The Honors Program at the University of the Incarnate Word hosted its second annual Human Library event Wednesday, Feb. 7, in J.E. and L.E. Mabee Library.
The event challenged students to not judge a book by its cover as they talked with individuals who represented topics such as anorexia nervosa, activism, addiction recovery, chronic pain, depression, feminism, journalism, music, pacifism, what it means to be transgender, and the Muslim faith.
“With a [regular] book there is a topic and you kind of go in with a lot of questions, and you get to read and learn about it,” Human Library event chair Sophia Gilmour, a junior, said. “But these people are serving as books on topics they have a lot of knowledge on. So you get to sit down with each of them individually and just ask them questions.”
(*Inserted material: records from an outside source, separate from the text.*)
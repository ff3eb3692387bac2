//! Definitions shared across the car auction contract: the error taxonomy,
//! common type aliases and event tags.
#![cfg_attr(not(feature = "std"), no_std)]

use concordium_std::*;

mod constants;
mod errors;
mod types;

pub use self::{constants::*, errors::*, types::*};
The Honors Program recruits people as “books” by asking people in the community to speak personally on behalf of a topic through their knowledge and experiences.
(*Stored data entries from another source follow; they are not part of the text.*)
/// Function to populate the ledger with the fixed demonstration data set.
///
/// Seeding is not idempotent in effect: calling it again rewrites every
/// seed key, so changes made to those records since the previous call are
/// lost.
///
/// It rejects if:
/// - Fails to log `Seeded` event.
#[receive(mutable, contract = "CarAuction", name = "initLedger", enable_logger)]
fn init_ledger<S: HasStateApi>(
    _ctx: &impl HasReceiveContext,
    host: &mut impl HasHost<State<S>, StateApiType = S>,
    logger: &mut impl HasLogger,
) -> ContractResult<()> {
    let state = host.state_mut();

    for (key, id, model, colour, car_state, owner) in SEED_CARS.iter() {
        state.put_car(
            String::from(*key),
            Car {
                id: String::from(*id),
                model: String::from(*model),
                colour: String::from(*colour),
                state: *car_state,
                owner: String::from(*owner),
            },
        );
    }

    for (key, id, price, owner, car) in SEED_BIDS.iter() {
        state.put_bid(
            String::from(*key),
            Bid {
                id: String::from(*id),
                price: *price,
                owner: String::from(*owner),
                car: String::from(*car),
            },
        );
    }

    logger.log(&AuctionEvents::seeded(
        SEED_CARS.len() as u8,
        SEED_BIDS.len() as u8,
    ))?;

    Ok(())
}

/// Function to read the car stored under a ledger key.
///
/// It rejects if:
/// - Fails to parse parameter;
/// - No record is stored under the key;
/// - The record under the key is a bid.
#[receive(
    contract = "CarAuction",
    name = "queryCar",
    parameter = "LedgerKey",
    return_value = "Car"
)]
fn query_car<S: HasStateApi>(
    ctx: &impl HasReceiveContext,
    host: &impl HasHost<State<S>, StateApiType = S>,
) -> ContractResult<Car> {
    let key = LedgerKey::deserial(&mut ctx.parameter_cursor())?;
    host.state().get_car(&key)
}

/// Function to list every car in the ledger, in ledger key order.
#[receive(
    contract = "CarAuction",
    name = "queryAllCars",
    return_value = "Vec<CarQueryResult>"
)]
fn query_all_cars<S: HasStateApi>(
    _ctx: &impl HasReceiveContext,
    host: &impl HasHost<State<S>, StateApiType = S>,
) -> ContractResult<Vec<CarQueryResult>> {
    Ok(host.state().cars())
}

/// Function to register a new car. The car starts in reservation state,
/// whatever state the parameter may claim. Writing over an existing record
/// is allowed.
///
/// It rejects if:
/// - Fails to parse parameter;
/// - Fails to log `CarCreated` event.
#[receive(
    mutable,
    contract = "CarAuction",
    name = "createCar",
    parameter = "CreateCarParams",
    enable_logger
)]
fn create_car<S: HasStateApi>(
    ctx: &impl HasReceiveContext,
    host: &mut impl HasHost<State<S>, StateApiType = S>,
    logger: &mut impl HasLogger,
) -> ContractResult<()> {
    let params = CreateCarParams::deserial(&mut ctx.parameter_cursor())?;

    logger.log(&AuctionEvents::car_created(
        &params.key,
        &params.id,
        &params.owner,
    ))?;

    host.state_mut().put_car(
        params.key.clone(),
        Car {
            id: params.id,
            model: params.model,
            colour: params.colour,
            state: CarState::Reservation,
            owner: params.owner,
        },
    );

    Ok(())
}

/// Function to open the auction for a car, taking it from reservation to
/// for sale.
///
/// It rejects if:
/// - Fails to parse parameter;
/// - No car is stored under the key;
/// - `user` is not the recorded owner of the car;
/// - The auction has already been started;
/// - Fails to log `AuctionStarted` event.
#[receive(
    mutable,
    contract = "CarAuction",
    name = "startAuction",
    parameter = "LifecycleParams",
    enable_logger
)]
fn start_auction<S: HasStateApi>(
    ctx: &impl HasReceiveContext,
    host: &mut impl HasHost<State<S>, StateApiType = S>,
    logger: &mut impl HasLogger,
) -> ContractResult<()> {
    let params = LifecycleParams::deserial(&mut ctx.parameter_cursor())?;

    host.state_mut().start_auction(&params.key, &params.user)?;

    logger.log(&AuctionEvents::auction_started(&params.key, &params.user))?;

    Ok(())
}

/// Function to close the auction for a car, taking it from for sale to
/// sold. Bids placed on the car stay in the ledger and become the input of
/// settlement.
///
/// It rejects if:
/// - Fails to parse parameter;
/// - No car is stored under the key;
/// - `user` is not the recorded owner of the car;
/// - The auction has not been started, or has already been closed;
/// - Fails to log `AuctionClosed` event.
#[receive(
    mutable,
    contract = "CarAuction",
    name = "closeAuction",
    parameter = "LifecycleParams",
    enable_logger
)]
fn close_auction<S: HasStateApi>(
    ctx: &impl HasReceiveContext,
    host: &mut impl HasHost<State<S>, StateApiType = S>,
    logger: &mut impl HasLogger,
) -> ContractResult<()> {
    let params = LifecycleParams::deserial(&mut ctx.parameter_cursor())?;

    host.state_mut().close_auction(&params.key, &params.user)?;

    logger.log(&AuctionEvents::auction_closed(&params.key, &params.user))?;

    Ok(())
}

/// Function to settle a closed auction. The highest bid placed on the car
/// wins, the earliest of equally priced bids first, and the car's recorded
/// owner is replaced with the winning bidder.
///
/// It rejects if:
/// - Fails to parse parameter;
/// - No car is stored under the key;
/// - `user` is not the recorded owner of the car;
/// - The auction has not been started, or has not been closed yet;
/// - No bids were placed on the car;
/// - Fails to log `AuctionVerified` event.
#[receive(
    mutable,
    contract = "CarAuction",
    name = "verifyAuction",
    parameter = "LifecycleParams",
    enable_logger
)]
fn verify_auction<S: HasStateApi>(
    ctx: &impl HasReceiveContext,
    host: &mut impl HasHost<State<S>, StateApiType = S>,
    logger: &mut impl HasLogger,
) -> ContractResult<()> {
    let params = LifecycleParams::deserial(&mut ctx.parameter_cursor())?;

    let winning = host.state_mut().verify_auction(&params.key, &params.user)?;

    logger.log(&AuctionEvents::auction_verified(
        &params.key,
        &winning.owner,
        winning.price,
    ))?;

    Ok(())
}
“These ‘books’ represent their personal experience with these topics,” Honors Program Director Jean Loden said. “It is not that they are academically knowledgeable, but they are actually representing [a] topic.”
Participants were asked to “check out” the books they wanted to talk to and sign up for a time slot for the next book availability. Students were offered short biographies about each representative as well as a list of suggested questions to ask to start the conversation.
A group of students could then sit with a book for 20 minutes as they talked.
“The feedback we have gotten has been pretty positive,” Gilmour said. “People like the event and hearing different perspectives.”
Gilmour believes the Human Library event provides a connection between the “book” and the people who talk with the “book.”
“I wouldn’t say it’s more beneficial [than reading a book], I wouldn’t say that,” Gilmour said. “I do think it is a qualitative vs. quantitative kind of thing. You can go and research and learn quantitative things about any of the topics. But to really see
the person and get to sit with [the book] and talk with them about whatever the topic is, that is a more qualitative, more emotional, experience.”